We made significant progress in the formulation of nanoparticles to target macrophages and either promote shift in phenotype/death or enable macrophage imaging. We started with the development of biomaterials to target sensory neurons and advance our understanding of TRPV2 channel pore-dynamic landscape and synthesis of specific TRV2 modulators. We are delineating mechanisms by which M1-macrophages release EVs that are taken-up by nociceptive neurons to influence neuronal activity and mechanisms by which GABA inhibits DRG neuron activity. In this context, we are developing chemical technologies that will enable mechanistic studies to identify disease-relevant populations of macrophages and exploit macrophage ablation as a novel therapeutic approach for analgesia. We have started to elucidate possible function of sensory neuron expressed receptors, namely TRPV1, TRPM8, and TRPA1, in detection of thermal and chemical stimuli in paclitaxel induced neuropathic pain. We started to develop novel pain-relieving agents which block TRPV1 and Nav1.7 channels and are endowed with a safer profile compared to current therapeutic options.
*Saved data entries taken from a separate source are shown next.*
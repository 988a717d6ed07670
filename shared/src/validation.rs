//! Validation utilities for the Factory Order Management Platform

use crate::models::order::{OrderItem, OrderKind};
use crate::models::stock::MAX_STOCK_QUANTITY;

/// Validate a requested item quantity (1 to MAX_STOCK_QUANTITY)
pub fn validate_quantity(quantity: i64) -> Result<(), &'static str> {
    if quantity < 1 {
        return Err("Quantity must be at least 1");
    }
    if quantity > MAX_STOCK_QUANTITY {
        return Err("Quantity exceeds maximum stock quantity");
    }
    Ok(())
}

/// Validate a signed ledger delta
pub fn validate_delta(delta: i64) -> Result<(), &'static str> {
    if delta == 0 {
        return Err("Delta must be non-zero");
    }
    if delta.abs() > MAX_STOCK_QUANTITY {
        return Err("Delta exceeds maximum stock quantity");
    }
    Ok(())
}

/// Validate a workstation identifier
pub fn validate_workstation_id(workstation_id: i64) -> Result<(), &'static str> {
    if workstation_id < 1 {
        return Err("Workstation id must be positive");
    }
    Ok(())
}

/// Validate an order's item list: non-empty, valid quantities, no duplicate keys
pub fn validate_order_items(items: &[OrderItem]) -> Result<(), &'static str> {
    if items.is_empty() {
        return Err("Order must contain at least one item");
    }
    for item in items {
        validate_quantity(item.quantity)?;
        if item.item_id < 1 {
            return Err("Item id must be positive");
        }
    }
    let mut keys: Vec<(i64, &str)> = items
        .iter()
        .map(|i| (i.item_id, i.item_type.as_str()))
        .collect();
    keys.sort();
    keys.dedup();
    if keys.len() != items.len() {
        return Err("Order items must not repeat the same item");
    }
    Ok(())
}

/// Validate order priority (0 = lowest, 100 = highest)
pub fn validate_priority(priority: i32) -> Result<(), &'static str> {
    if !(0..=100).contains(&priority) {
        return Err("Priority must be between 0 and 100");
    }
    Ok(())
}

/// Validate kind/parent coherence: customer orders root a chain, all other
/// kinds must name a parent
pub fn validate_parent_for_kind(
    kind: OrderKind,
    parent_order_number: Option<&str>,
) -> Result<(), &'static str> {
    match (kind.requires_parent(), parent_order_number) {
        (true, None) => Err("This order kind requires a parent order number"),
        (false, Some(_)) => Err("Customer orders must not have a parent order number"),
        _ => Ok(()),
    }
}

#[cfg(test)]
mod tests {
    use super::*;
    use crate::models::stock::ItemType;

    #[test]
    fn test_validate_quantity() {
        assert!(validate_quantity(1).is_ok());
        assert!(validate_quantity(999_999).is_ok());
        assert!(validate_quantity(0).is_err());
        assert!(validate_quantity(-5).is_err());
        assert!(validate_quantity(1_000_000).is_err());
    }

    #[test]
    fn test_validate_delta() {
        assert!(validate_delta(5).is_ok());
        assert!(validate_delta(-5).is_ok());
        assert!(validate_delta(0).is_err());
        assert!(validate_delta(1_000_000).is_err());
        assert!(validate_delta(-1_000_000).is_err());
    }

    #[test]
    fn test_validate_workstation_id() {
        assert!(validate_workstation_id(1).is_ok());
        assert!(validate_workstation_id(0).is_err());
        assert!(validate_workstation_id(-1).is_err());
    }

    #[test]
    fn test_validate_order_items_non_empty() {
        assert!(validate_order_items(&[]).is_err());
        let items = vec![OrderItem::new(ItemType::Part, 1, 5)];
        assert!(validate_order_items(&items).is_ok());
    }

    #[test]
    fn test_validate_order_items_rejects_bad_quantity() {
        let items = vec![OrderItem::new(ItemType::Part, 1, 0)];
        assert!(validate_order_items(&items).is_err());
    }

    #[test]
    fn test_validate_order_items_rejects_duplicates() {
        let items = vec![
            OrderItem::new(ItemType::Part, 1, 5),
            OrderItem::new(ItemType::Part, 1, 3),
        ];
        assert!(validate_order_items(&items).is_err());

        // Same id under a different item type is a different pool
        let items = vec![
            OrderItem::new(ItemType::Part, 1, 5),
            OrderItem::new(ItemType::Module, 1, 3),
        ];
        assert!(validate_order_items(&items).is_ok());
    }

    #[test]
    fn test_validate_priority() {
        assert!(validate_priority(0).is_ok());
        assert!(validate_priority(100).is_ok());
        assert!(validate_priority(-1).is_err());
        assert!(validate_priority(101).is_err());
    }

    #[test]
    fn test_validate_parent_for_kind() {
        assert!(validate_parent_for_kind(OrderKind::Customer, None).is_ok());
        assert!(validate_parent_for_kind(OrderKind::Customer, Some("WH-X")).is_err());
        assert!(validate_parent_for_kind(OrderKind::Warehouse, Some("CO-X")).is_ok());
        assert!(validate_parent_for_kind(OrderKind::Warehouse, None).is_err());
        assert!(validate_parent_for_kind(OrderKind::Supply, None).is_err());
    }
}
//! HTTP handlers for the Factory Order Management Platform

pub mod health;
pub mod order;
pub mod stock;

pub use health::*;
pub use order::*;
pub use stock::*;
PIANO focuses on neuron and immune cell activities in dorsal root ganglia which are associated with neuropathic pain. Our innovative aims are to inhibit pain-neuron activity with channel blockers and target macrophages with nanoparticles that would promote polarisation towards M2-anti-inflammatory phenotype. The results obtained by the end of the project will be of interest to scientists working in neuroinflammation and chronic pain with a special focus on nanoparticle selective delivery to target cells. In addition, data will be of interest to clinicians who treat people with neuropathic pain and to pharmaceutical companies interested in developing better analgesics for treating chronic pain.